Table ronde pour relancer le débat sur les relations entre Eglises et politique
Automne 2020. L’engagement intense des Eglises en faveur de l’Initiative pour des multinationales responsables suscite de vives réactions, jusque dans les paroisses. Les partis de droite et les milieux économiques font connaître leur désaccord. Les jeunes libéraux radicaux lancent même une procédure juridique pour interdire aux Eglises des prises de parole sur des sujets politiques. Mais la démarche n’aboutit pas
Positions frileuses
Pour le théologien Pierre Bühler, il en résulte une certaine incertitude, générant une grande retenue de la part des Eglises sur des sujets qui mériteraient d’être débattus au sein de leurs institutions. «L’année dernière, j’ai été marqué par le peu de réactions de la part des Eglises concernant la révision sur la loi CO2, alors que les prises de position n’auraient pas suscité de grandes polémiques», explique-t-il.
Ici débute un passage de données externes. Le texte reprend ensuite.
//! Bin lifecycle across the public API: live -> binned -> live / purged.

use chrono::{Duration, TimeZone, Utc};
use std::sync::Arc;

use sitekeeper::bin::{BinManager, BINNED_AT};
use sitekeeper::clock::ManualClock;
use sitekeeper::config::ContentConfig;
use sitekeeper::error::CmsError;
use sitekeeper::frontmatter;
use sitekeeper::models::ContentKind;
use sitekeeper::store::{MemoryStore, StoreOp};

const POST: &str = "---\ntitle: Hello\ntags: [a, b]\ndraft: false\n---\nFirst paragraph.\n\nSecond.\n";

fn setup() -> (BinManager, Arc<MemoryStore>, Arc<ManualClock>) {
    let store = Arc::new(MemoryStore::new());
    let clock = Arc::new(ManualClock::new(
        Utc.with_ymd_and_hms(2025, 3, 14, 9, 26, 53).unwrap(),
    ));
    let bin = BinManager::new(store.clone(), clock.clone(), &ContentConfig::default());
    (bin, store, clock)
}

#[tokio::test]
async fn test_round_trip_preserves_fields_and_body() {
    let (bin, store, _) = setup();
    let sha = store.insert("_posts/2025-03-01-hello.md", POST);

    let moved = bin
        .move_to_bin("2025-03-01-hello.md", Some(&sha), ContentKind::Post)
        .await
        .unwrap();
    assert_eq!(moved.bin_path, "_bin/2025-03-01-hello.md");
    assert!(!moved.renamed);

    let binned = store.content("_bin/2025-03-01-hello.md").unwrap();
    let (fm, _) = frontmatter::parse(&binned);
    assert_eq!(fm.get_str(BINNED_AT), Some("2025-03-14T09:26:53Z"));

    let restored = bin.restore("2025-03-01-hello.md", None, None).await.unwrap();
    assert_eq!(restored.path, "_posts/2025-03-01-hello.md");

    let text = store.content("_posts/2025-03-01-hello.md").unwrap();
    let (before, before_body) = frontmatter::parse(POST);
    let (after, after_body) = frontmatter::parse(&text);
    assert_eq!(after, before);
    assert_eq!(after_body, before_body);
    assert!(store.content("_bin/2025-03-01-hello.md").is_none());
}

#[tokio::test]
async fn test_stale_client_token_still_moves() {
    let (bin, store, _) = setup();
    store.insert("_pages/about.md", "---\ntitle: About\n---\nHi\n");
    bin.move_to_bin("about.md", Some("stale-sha"), ContentKind::Page)
        .await
        .unwrap();
    assert!(store.content("_pages/about.md").is_none());
    assert!(store.content("_bin/about.md").is_some());
}

#[tokio::test]
async fn test_restore_onto_existing_item_conflicts_without_writes() {
    let (bin, store, _) = setup();
    store.insert("_pages/about.md", "---\ntitle: New about\n---\n");
    store.insert("_bin/about.md", "---\ntitle: Old about\nbinned_at: 2025-01-01T00:00:00Z\n---\n");
    let commits = store.commit_count();

    let err = bin.restore("about.md", None, None).await.unwrap_err();
    assert!(matches!(err, CmsError::Conflict(_)));
    assert_eq!(store.commit_count(), commits);
    assert!(store.content("_bin/about.md").is_some());
    assert!(store.content("_pages/about.md").unwrap().contains("New about"));
}

#[tokio::test]
async fn test_restore_kind_override() {
    let (bin, store, _) = setup();
    store.insert("_bin/2024-12-25-xmas.md", "---\ntitle: Xmas\nbinned_at: 2025-01-01T00:00:00Z\n---\n");
    let out = bin
        .restore("2024-12-25-xmas.md", None, Some(ContentKind::Page))
        .await
        .unwrap();
    assert_eq!(out.path, "_pages/2024-12-25-xmas.md");
}

#[tokio::test]
async fn test_collision_names_are_timestamped() {
    let (bin, store, clock) = setup();
    store.insert("_bin/about.md", "---\ntitle: Earlier\n---\n");
    store.insert("_pages/about.md", "---\ntitle: About\n---\n");

    let moved = bin.move_to_bin("about.md", None, ContentKind::Page).await.unwrap();
    assert!(moved.renamed);
    assert_eq!(moved.bin_path, "_bin/about-2025-03-14T09-26-53.md");

    clock.advance(Duration::seconds(1));
    store.insert("_pages/about.md", "---\ntitle: About again\n---\n");
    let moved = bin.move_to_bin("about.md", None, ContentKind::Page).await.unwrap();
    assert_eq!(moved.bin_path, "_bin/about-2025-03-14T09-26-54.md");
}

#[tokio::test]
async fn test_failed_source_delete_surfaces_error() {
    let (bin, store, _) = setup();
    store.insert("_pages/about.md", "---\ntitle: About\n---\n");
    store.fail(StoreOp::Delete, "_pages/about.md");

    assert!(bin.move_to_bin("about.md", None, ContentKind::Page).await.is_err());
    // The copy is already committed; the source is still live.
    assert!(store.content("_bin/about.md").is_some());
    assert!(store.content("_pages/about.md").is_some());
}

#[tokio::test]
async fn test_purge_then_list() {
    let (bin, store, clock) = setup();
    store.insert("_pages/a.md", "---\ntitle: A\n---\n");
    store.insert("_pages/b.md", "---\ntitle: B\n---\n");
    bin.move_to_bin("a.md", None, ContentKind::Page).await.unwrap();
    clock.advance(Duration::minutes(5));
    bin.move_to_bin("b.md", None, ContentKind::Page).await.unwrap();
    store.insert("_bin/notes.txt", "not content");

    let names: Vec<String> = bin.list().await.unwrap().into_iter().map(|i| i.name).collect();
    assert_eq!(names, vec!["b.md", "a.md"]);

    let sha = store.sha("_bin/a.md").unwrap();
    let err = bin.purge("a.md", "wrong").await.unwrap_err();
    assert!(matches!(err, CmsError::Conflict(_)));
    bin.purge("a.md", &sha).await.unwrap();

    let items = bin.list().await.unwrap();
    assert_eq!(items.len(), 1);
    assert_eq!(items[0].name, "b.md");
}

#[tokio::test]
async fn test_unreadable_bin_entry_sorts_last() {
    let (bin, store, _) = setup();
    store.insert("_bin/a.md", "---\ntitle: A\nbinned_at: 2025-01-01T00:00:00Z\n---\n");
    store.insert("_bin/b.md", "---\ntitle: B\nbinned_at: 2025-02-01T00:00:00Z\n---\n");
    store.insert("_bin/c.md", "---\ntitle: C\nbinned_at: 2025-03-01T00:00:00Z\n---\n");
    store.fail(StoreOp::Get, "_bin/c.md");

    let items = bin.list().await.unwrap();
    let names: Vec<&str> = items.iter().map(|i| i.name.as_str()).collect();
    assert_eq!(names, vec!["b.md", "a.md", "c.md"]);
    assert!(items[2].binned_at.is_none());
}

#[tokio::test]
async fn test_failed_bin_write_leaves_source_alone() {
    let (bin, store, _) = setup();
    store.insert("_pages/about.md", "---\ntitle: About\n---\nHi\n");
    let commits = store.commit_count();
    store.fail(StoreOp::Put, "_bin/about.md");

    assert!(bin.move_to_bin("about.md", None, ContentKind::Page).await.is_err());
    assert_eq!(store.content("_pages/about.md").unwrap(), "---\ntitle: About\n---\nHi\n");
    assert!(store.paths().iter().all(|p| !p.starts_with("_bin/")));
    assert_eq!(store.commit_count(), commits);
}

#[tokio::test]
async fn test_failed_restore_write_keeps_bin_entry() {
    let (bin, store, _) = setup();
    let binned = "---\ntitle: About\nbinned_at: 2025-01-01T00:00:00Z\n---\n";
    let sha = store.insert("_bin/about.md", binned);
    store.fail(StoreOp::Put, "_pages/about.md");

    assert!(bin.restore("about.md", None, None).await.is_err());
    assert!(store.content("_pages/about.md").is_none());
    assert_eq!(store.content("_bin/about.md").unwrap(), binned);
    assert_eq!(store.sha("_bin/about.md").unwrap(), sha);
}

#[tokio::test]
async fn test_failed_bin_delete_after_restore_surfaces_error() {
    let (bin, store, _) = setup();
    store.insert("_bin/about.md", "---\ntitle: About\nbinned_at: 2025-01-01T00:00:00Z\n---\n");
    store.fail(StoreOp::Delete, "_bin/about.md");

    let err = bin.restore("about.md", None, None).await.unwrap_err();
    assert!(matches!(err, CmsError::Upstream { .. }));
    // The live copy is committed and the bin still holds a duplicate.
    let live = store.content("_pages/about.md").unwrap();
    assert!(live.contains("title: About"));
    assert!(!live.contains(BINNED_AT));
    assert!(store.content("_bin/about.md").is_some());
}
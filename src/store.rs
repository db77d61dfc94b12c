//! Content store abstraction.
//!
//! The [`ContentStore`] trait is the version-controlled file store the admin
//! edits: get/put/delete by path with optimistic concurrency through revision
//! tokens (`sha`), plus directory listing. Every write returns the commit
//! identifier the deploy pipeline will build.
//!
//! [`crate::github::GitHubClient`] is the production implementation;
//! [`MemoryStore`] backs tests and local dry runs.

use async_trait::async_trait;
use sha2::{Digest, Sha256};
use std::collections::BTreeMap;
use std::sync::atomic::{AtomicU64, Ordering};
use std::sync::{Mutex, RwLock};

use crate::error::{CmsError, CmsResult};
use crate::models::{StoreEntry, StoredFile};

/// A version-controlled, path-addressed file store.
#[async_trait]
pub trait ContentStore: Send + Sync {
    /// Fetch a file and its current revision token. `NotFound` if absent.
    async fn get(&self, path: &str) -> CmsResult<StoredFile>;

    /// Create (`sha = None`) or update (`sha = Some(current)`) a file.
    ///
    /// Creating over an existing file, or updating with a stale token, fails
    /// with `Conflict`. Returns the commit sha.
    async fn put(
        &self,
        path: &str,
        content: &str,
        sha: Option<&str>,
        message: &str,
    ) -> CmsResult<String>;

    /// Delete a file at exactly the given revision. Returns the commit sha.
    async fn delete(&self, path: &str, sha: &str, message: &str) -> CmsResult<String>;

    /// List the files directly inside `dir`. `NotFound` if the directory is absent.
    async fn list(&self, dir: &str) -> CmsResult<Vec<StoreEntry>>;

    /// Whether `path` exists. Errors other than `NotFound` propagate.
    async fn exists(&self, path: &str) -> CmsResult<bool> {
        match self.get(path).await {
            Ok(_) => Ok(true),
            Err(e) if e.is_not_found() => Ok(false),
            Err(e) => Err(e),
        }
    }
}

/// Store operations, used by [`MemoryStore`] failure injection.
#[derive(Debug, Clone, Copy, PartialEq, Eq)]
pub enum StoreOp {
    Get,
    Put,
    Delete,
    List,
}

struct StoredBlob {
    content: String,
    sha: String,
}

/// In-memory [`ContentStore`] for tests and offline runs.
///
/// Revision tokens are content hashes, as with git blobs. Commit shas come
/// from a monotonically increasing counter.
pub struct MemoryStore {
    files: RwLock<BTreeMap<String, StoredBlob>>,
    commits: AtomicU64,
    failures: Mutex<Vec<(StoreOp, String)>>,
}

impl MemoryStore {
    pub fn new() -> Self {
        Self {
            files: RwLock::new(BTreeMap::new()),
            commits: AtomicU64::new(0),
            failures: Mutex::new(Vec::new()),
        }
    }

    /// Seed a file without creating a commit. Returns its revision token.
    pub fn insert(&self, path: &str, content: &str) -> String {
        let sha = blob_sha(content);
        self.files.write().unwrap_or_else(|e| e.into_inner()).insert(
            path.to_string(),
            StoredBlob {
                content: content.to_string(),
                sha: sha.clone(),
            },
        );
        sha
    }

    /// Current content of `path`, bypassing failure injection.
    pub fn content(&self, path: &str) -> Option<String> {
        self.read_files().get(path).map(|b| b.content.clone())
    }

    pub fn sha(&self, path: &str) -> Option<String> {
        self.read_files().get(path).map(|b| b.sha.clone())
    }

    pub fn paths(&self) -> Vec<String> {
        self.read_files().keys().cloned().collect()
    }

    /// Number of commits created so far.
    pub fn commit_count(&self) -> u64 {
        self.commits.load(Ordering::SeqCst)
    }

    /// Make every `op` on `path` fail with an upstream 500 until cleared.
    pub fn fail(&self, op: StoreOp, path: &str) {
        self.failures
            .lock()
            .unwrap_or_else(|e| e.into_inner())
            .push((op, path.to_string()));
    }

    pub fn clear_failures(&self) {
        self.failures
            .lock()
            .unwrap_or_else(|e| e.into_inner())
            .clear();
    }

    fn read_files(&self) -> std::sync::RwLockReadGuard<'_, BTreeMap<String, StoredBlob>> {
        self.files.read().unwrap_or_else(|e| e.into_inner())
    }

    fn check_failure(&self, op: StoreOp, path: &str) -> CmsResult<()> {
        let failures = self.failures.lock().unwrap_or_else(|e| e.into_inner());
        if failures.iter().any(|(o, p)| *o == op && p == path) {
            return Err(CmsError::Upstream {
                service: "memory",
                status: 500,
                message: format!("injected {:?} failure for {}", op, path),
            });
        }
        Ok(())
    }

    fn next_commit(&self, path: &str) -> String {
        let n = self.commits.fetch_add(1, Ordering::SeqCst) + 1;
        let digest = Sha256::digest(format!("commit:{}:{}", n, path).as_bytes());
        hex::encode(&digest[..20])
    }
}

impl Default for MemoryStore {
    fn default() -> Self {
        Self::new()
    }
}

fn blob_sha(content: &str) -> String {
    let digest = Sha256::digest(format!("blob {}\0{}", content.len(), content).as_bytes());
    hex::encode(&digest[..20])
}

#[async_trait]
impl ContentStore for MemoryStore {
    async fn get(&self, path: &str) -> CmsResult<StoredFile> {
        self.check_failure(StoreOp::Get, path)?;
        let files = self.read_files();
        let blob = files.get(path).ok_or_else(|| CmsError::not_found(path))?;
        Ok(StoredFile {
            path: path.to_string(),
            content: blob.content.clone(),
            sha: blob.sha.clone(),
        })
    }

    async fn put(
        &self,
        path: &str,
        content: &str,
        sha: Option<&str>,
        _message: &str,
    ) -> CmsResult<String> {
        self.check_failure(StoreOp::Put, path)?;
        let mut files = self.files.write().unwrap_or_else(|e| e.into_inner());
        match (files.get(path), sha) {
            (Some(_), None) => {
                return Err(CmsError::conflict(format!("{} already exists", path)));
            }
            (Some(existing), Some(sha)) if existing.sha != sha => {
                return Err(CmsError::conflict(format!("{} does not match {}", sha, path)));
            }
            (None, Some(_)) => return Err(CmsError::not_found(path)),
            _ => {}
        }
        files.insert(
            path.to_string(),
            StoredBlob {
                content: content.to_string(),
                sha: blob_sha(content),
            },
        );
        Ok(self.next_commit(path))
    }

    async fn delete(&self, path: &str, sha: &str, _message: &str) -> CmsResult<String> {
        self.check_failure(StoreOp::Delete, path)?;
        let mut files = self.files.write().unwrap_or_else(|e| e.into_inner());
        match files.get(path) {
            None => return Err(CmsError::not_found(path)),
            Some(existing) if existing.sha != sha => {
                return Err(CmsError::conflict(format!("{} does not match {}", sha, path)));
            }
            Some(_) => {}
        }
        files.remove(path);
        Ok(self.next_commit(path))
    }

    async fn list(&self, dir: &str) -> CmsResult<Vec<StoreEntry>> {
        self.check_failure(StoreOp::List, dir)?;
        let prefix = format!("{}/", dir.trim_end_matches('/'));
        let files = self.read_files();
        let mut found_dir = false;
        let mut entries = Vec::new();
        for (path, blob) in files.iter() {
            let Some(rest) = path.strip_prefix(&prefix) else {
                continue;
            };
            found_dir = true;
            if rest.contains('/') {
                continue;
            }
            entries.push(StoreEntry {
                name: rest.to_string(),
                path: path.clone(),
                sha: blob.sha.clone(),
                size: blob.content.len() as u64,
            });
        }
        if !found_dir {
            return Err(CmsError::not_found(dir));
        }
        Ok(entries)
    }
}

#[cfg(test)]
mod tests {
    use super::*;

    #[tokio::test]
    async fn test_create_then_update_requires_current_sha() {
        let store = MemoryStore::new();
        store.put("_posts/a.md", "one", None, "create").await.unwrap();
        let first = store.get("_posts/a.md").await.unwrap();

        let err = store.put("_posts/a.md", "dup", None, "create").await.unwrap_err();
        assert!(matches!(err, CmsError::Conflict(_)));

        store
            .put("_posts/a.md", "two", Some(&first.sha), "update")
            .await
            .unwrap();
        let stale = store
            .put("_posts/a.md", "three", Some(&first.sha), "update")
            .await
            .unwrap_err();
        assert!(matches!(stale, CmsError::Conflict(_)));
        assert_eq!(store.content("_posts/a.md").as_deref(), Some("two"));
    }

    #[tokio::test]
    async fn test_delete_with_stale_sha_conflicts() {
        let store = MemoryStore::new();
        let old = store.insert("_bin/x.md", "v1");
        store.insert("_bin/x.md", "v2");
        let err = store.delete("_bin/x.md", &old, "purge").await.unwrap_err();
        assert!(matches!(err, CmsError::Conflict(_)));
        assert!(store.content("_bin/x.md").is_some());
    }

    #[tokio::test]
    async fn test_list_is_shallow_and_missing_dir_is_not_found() {
        let store = MemoryStore::new();
        store.insert("_posts/a.md", "a");
        store.insert("_posts/nested/b.md", "b");
        store.insert("_pages/c.md", "c");

        let names: Vec<String> = store
            .list("_posts")
            .await
            .unwrap()
            .into_iter()
            .map(|e| e.name)
            .collect();
        assert_eq!(names, vec!["a.md".to_string()]);
        assert!(store.list("_bin").await.unwrap_err().is_not_found());
    }

    #[tokio::test]
    async fn test_commit_shas_are_unique() {
        let store = MemoryStore::new();
        let a = store.put("a.md", "x", None, "m").await.unwrap();
        let sha = store.sha("a.md").unwrap();
        let b = store.delete("a.md", &sha, "m").await.unwrap();
        assert_ne!(a, b);
        assert_eq!(store.commit_count(), 2);
    }

    #[tokio::test]
    async fn test_injected_failure() {
        let store = MemoryStore::new();
        store.insert("a.md", "x");
        store.fail(StoreOp::Get, "a.md");
        assert!(store.get("a.md").await.is_err());
        store.clear_failures();
        assert!(store.get("a.md").await.is_ok());
    }
}
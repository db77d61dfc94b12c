//! # Sitekeeper
//!
//! Content administration for static sites whose source lives in a GitHub
//! repository and whose images live on Cloudinary.
//!
//! Every write becomes a commit through the GitHub Contents API. Deleted
//! posts and pages are parked in a bin directory instead of being removed,
//! and each commit's CI deployment is tracked until it finishes.
//!
//! ## Architecture
//!
//! ```text
//! ┌──────────┐   ┌──────────────────┐   ┌──────────────┐
//! │ HTTP API │──▶│ Content / Bin /  │──▶│ GitHub       │
//! │  (axum)  │   │ Taxonomy / Sett. │   │ Contents API │
//! └────┬─────┘   └──────────────────┘   └──────────────┘
//!      │         ┌──────────────────┐   ┌──────────────┐
//!      ├────────▶│ Deployment       │──▶│ GitHub       │
//!      │         │ tracker/monitor  │   │ Actions runs │
//!      │         └──────────────────┘   └──────────────┘
//!      │         ┌──────────────────┐   ┌──────────────┐
//!      └────────▶│ Media / audit    │──▶│ Cloudinary   │
//!                └──────────────────┘   └──────────────┘
//! ```
//!
//! ## Modules
//!
//! | Module | Purpose |
//! |--------|---------|
//! | [`config`] | TOML configuration parsing |
//! | [`error`] | Error taxonomy and HTTP mapping |
//! | [`clock`] | Injectable clock and timestamp formats |
//! | [`http`] | Shared outbound HTTP client and error mapping |
//! | [`fanout`] | Bounded concurrent per-item fetches |
//! | [`schedule`] | Cancellable periodic tasks |
//! | [`models`] | Core data types and filename rules |
//! | [`frontmatter`] | Markdown header codec |
//! | [`store`] | Content store trait and in-memory store |
//! | [`github`] | GitHub Contents and Actions client |
//! | [`cloudinary`] | Image listing and signed uploads |
//! | [`content`] | Post and page CRUD |
//! | [`bin`] | Bin lifecycle: move, restore, purge, list |
//! | [`taxonomy`] | Categories and tags |
//! | [`site_settings`] | Whitelisted site config fields |
//! | [`audit`] | Image reference audit |
//! | [`lazy_images`] | Lazy-loading pass over post images |
//! | [`deployments`] | Deployment records, CI history, local log |
//! | [`tracker`] | Deployment tracking state machine |
//! | [`monitor`] | Polling schedules for the tracker |
//! | [`auth`] | Session and sign-in events |
//! | [`local_state`] | Persistent local state and app settings |
//! | [`server`] | Admin HTTP API |
//! | [`commands`] | CLI command implementations |

pub mod audit;
pub mod auth;
pub mod bin;
pub mod clock;
pub mod cloudinary;
pub mod commands;
pub mod config;
pub mod content;
pub mod deployments;
pub mod error;
pub mod fanout;
pub mod frontmatter;
pub mod github;
pub mod http;
pub mod lazy_images;
pub mod local_state;
pub mod models;
pub mod monitor;
pub mod schedule;
pub mod server;
pub mod site_settings;
pub mod store;
pub mod taxonomy;
pub mod tracker;
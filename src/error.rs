//! Error taxonomy shared by every content, media and deployment operation.
//!
//! Each variant maps to one HTTP status at the server boundary:
//!
//! | Variant | Code | HTTP |
//! |---------|------|------|
//! | [`CmsError::NotFound`] | `not_found` | 404 |
//! | [`CmsError::Conflict`] | `conflict` | 409 |
//! | [`CmsError::Unconfigured`] | `unconfigured` | 503 |
//! | [`CmsError::Validation`] | `bad_request` | 400 |
//! | [`CmsError::Unauthorized`] | `unauthorized` | 401 |
//! | [`CmsError::Upstream`] | `upstream_error` | 500 |
//! | [`CmsError::Timeout`] | `timeout` | 504 |
//! | [`CmsError::Internal`] | `internal` | 500 |

use thiserror::Error;

pub type CmsResult<T> = Result<T, CmsError>;

#[derive(Debug, Error)]
pub enum CmsError {
    #[error("not found: {0}")]
    NotFound(String),

    #[error("conflict: {0}")]
    Conflict(String),

    /// A credential or token required by a backend was absent at startup.
    #[error("not configured: {0}")]
    Unconfigured(String),

    #[error("invalid request: {0}")]
    Validation(String),

    #[error("not signed in")]
    Unauthorized,

    #[error("upstream {service} returned HTTP {status}: {message}")]
    Upstream {
        service: &'static str,
        status: u16,
        message: String,
    },

    /// A bounded call exceeded its deadline. Distinct from `Upstream` so callers can retry.
    #[error("{0} timed out")]
    Timeout(String),

    #[error("internal error: {0}")]
    Internal(String),
}

impl CmsError {
    pub fn not_found(what: impl Into<String>) -> Self {
        CmsError::NotFound(what.into())
    }

    pub fn conflict(what: impl Into<String>) -> Self {
        CmsError::Conflict(what.into())
    }

    pub fn validation(what: impl Into<String>) -> Self {
        CmsError::Validation(what.into())
    }

    pub fn code(&self) -> &'static str {
        match self {
            CmsError::NotFound(_) => "not_found",
            CmsError::Conflict(_) => "conflict",
            CmsError::Unconfigured(_) => "unconfigured",
            CmsError::Validation(_) => "bad_request",
            CmsError::Unauthorized => "unauthorized",
            CmsError::Upstream { .. } => "upstream_error",
            CmsError::Timeout(_) => "timeout",
            CmsError::Internal(_) => "internal",
        }
    }

    pub fn status_code(&self) -> u16 {
        match self {
            CmsError::NotFound(_) => 404,
            CmsError::Conflict(_) => 409,
            CmsError::Unconfigured(_) => 503,
            CmsError::Validation(_) => 400,
            CmsError::Unauthorized => 401,
            CmsError::Upstream { .. } | CmsError::Internal(_) => 500,
            CmsError::Timeout(_) => 504,
        }
    }

    pub fn is_not_found(&self) -> bool {
        matches!(self, CmsError::NotFound(_))
    }

    /// Timeouts and upstream failures may succeed on a later attempt.
    pub fn is_transient(&self) -> bool {
        matches!(self, CmsError::Timeout(_) | CmsError::Upstream { .. })
    }
}

impl From<serde_json::Error> for CmsError {
    fn from(err: serde_json::Error) -> Self {
        CmsError::Internal(format!("json: {}", err))
    }
}

impl From<serde_yaml::Error> for CmsError {
    fn from(err: serde_yaml::Error) -> Self {
        CmsError::Validation(format!("yaml: {}", err))
    }
}

impl From<std::io::Error> for CmsError {
    fn from(err: std::io::Error) -> Self {
        CmsError::Internal(format!("io: {}", err))
    }
}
Le professeur émérite peut toutefois comprendre que d’autres domaines, liés aux questions de migration et d’asile, puissent être plus périlleux. Or c’est justement là que les Eglises auraient une réflexion essentielle à poser. «Pour ma part, je suis très engagé dans les questions d’asile. L’année dernière, je me suis beaucoup investi pour le référendum concernant l’augmentation du financement de l’agence de garde-frontières Frontex, qui ‹gère› les frontières européennes d’une manière souvent en contradiction avec les droits humains. J’ai démarché plusieurs Eglises, mais j’ai souvent trouvé porte close», se désole Pierre Bühler.
Fil rouge
Afin de tenter de stimuler les prises de position de manière réfléchie et pertinente, le théologien a rédigé un manifeste en quinze points, qui pose les bases de la question des relations entre Eglises et politique. Bien que ce texte ait trouvé son terreau dans un mouvement de théologiens de gauche, il peut alimenter la réflexion à d’autres couleurs politiques. Premier point développé: les Eglises nationales faisant partie de la société civile et étant reconnues comme des collectivités de droit public, elles ne peuvent pas ne pas être politiques. Dès lors, leurs silences peuvent être interprétés comme une validation de la situation actuelle ou marquer un désintérêt pour les questions de société au profit de choses plus importantes, en lien avec leur soi-disant «mission principale», à savoir la proclamation de l’Evangile. Mission qui consiste justement, selon le théologien, à ouvrir le débat sur les questions de société et constitue une forme de responsabilité chrétienne de l’institution. Dans la suite de ses arguments, il souligne toutefois qu’il n’est en aucun cas question d’occuper religieusement le domaine politique et que les prises de position des Eglises ne doivent pas dicter une manière unique de penser. Au contraire, elles ont à susciter le débat et la réflexion en toute liberté, avec un éclairage sur les valeurs qu’elles défendent. De manière générale, tout sujet qui concerne les normes fondamentales touchant à la conception de la coexistence humaine mérite que l’on s’y attarde. Un débat aura lieu sur ces questions le 18 octobre prochain à La Chaux-de- Fonds. Il sera animé par la pasteure Isabelle Ott-Baechler, avec la politicienne PLR Armelle von Allmen-Benoit, le politicien PS Baptiste Hurni, le président du Conseil synodal de l’EREN, Yves Bourquin, et, bien sûr, le théologien Pierre Bühler.
Table ronde
«Eglise et politique – Une voix à faire entendre dans les débats publics…» Me 18 octobre, 20h, Temple Farel, La Chaux-de-Fonds. Le manifeste de Pierre Bühler peut être consulté sur le site eren.ch/spmn.